CommandException: Invalid Unicode path encountered ('ebd52a6f-8c5a-4921-b8ee->1096ffbc7a15\DB\13caefcd-a135-4bb0-915a-a619afdab5e5_description_\kuormatraktority\xf6n >suunnittelunty\xf6malli.pdf'). gsutil cannot proceed with such files present. Please remove or rename this file and try again.

I figured that the problem would be related to the filename, because 'ö' characters are being replaced with '\xf6' for some reason in the error message.

jterrace commented 10 years ago

It looks like your file is not actually a valid unicode string. If you take a look at the chart here: http://en.wikipedia.org/wiki/%C3%96#Codes_for_computing

Your file is in extended ascii (latin-1) format. Extended ascii characters (the characters above 128) are not valid unicode code points. The '\xf6' is a single byte, byte 246. If it were valid unicode, it would be two bytes, '\xc3\xb6', bytes 195 and 182.

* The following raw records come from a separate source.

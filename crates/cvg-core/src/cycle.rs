//! Cycle clock.

use serde::{Deserialize, Serialize};

use crate::types::Cycle;
use crate::{CvgError, Result};

/// First cycle of the protocol.
pub const GENESIS_CYCLE: Cycle = 1;

/// Monotone cycle counter.
///
/// Only the reward distributor's SYNC step may advance it, so `advance` is crate-private.
#[derive(Clone, Copy, Debug, PartialEq, Eq, Serialize, Deserialize)]
pub struct CycleClock {
    cycle: Cycle,
}

impl CycleClock {
    pub fn new() -> CycleClock {
        CycleClock {
            cycle: GENESIS_CYCLE,
        }
    }

    pub fn starting_at(cycle: Cycle) -> Result<CycleClock> {
        if cycle < GENESIS_CYCLE {
            return Err(CvgError::InvalidInput("cycle 0 does not exist".into()));
        }
        Ok(CycleClock { cycle })
    }

    pub fn current(&self) -> Cycle {
        self.cycle
    }

    pub(crate) fn advance(&mut self) -> Result<Cycle> {
        self.cycle = self
            .cycle
            .checked_add(1)
            .ok_or_else(|| CvgError::BoundedValueExceeded("cycle overflow".into()))?;
        Ok(self.cycle)
    }
}

impl Default for CycleClock {
    fn default() -> Self {
        Self::new()
    }
}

jterrace commented 10 years ago

You also have this in there: \13, which is a vertical tab. That's valid unicode, but we generally advise not to put control characters in your object names. Any idea how a vertical tab character got in your file name?

michaleczky commented 10 years ago

With the current version I have the same problem, gsutil wasn't able to rsync a directory containing 'MEGHÍVÓ.docx' file, which contains valid unicode characters. (Previously I didn't meet with this problem.)

I used the following command: c:\Python27\python.exe c:\gsutil\gsutil.py rsync -C c:\Users\AUserFolder\Documents\ gs://a_bucket_name/

And received this message:

CommandException: Invalid Unicode path encountered ('c:\Users\AUserFolder\Documents\MEGH\xcdV\xd3.docx'). gsutil cannot proceed with such files present. Please remove or rename this file and try again.

jterrace commented 10 years ago

That is not a valid unicode string. Your filename is named as: MEGH\xcdV\xd3.docx

0xcd == 204 0xd3 == 211

Those are ISO 8859-encoded strings (aka latin-1). See: http://en.wikipedia.org/wiki/%C3%8D#Character_mappings http://en.wikipedia.org/wiki/%C3%93#Character_mappings

On *nix-based systems, you can use convmv to rename them. Install it with sudo apt-get install convmv. Then rename them like so: convmv -r -f ISO-8859-1 -t UTF-8 .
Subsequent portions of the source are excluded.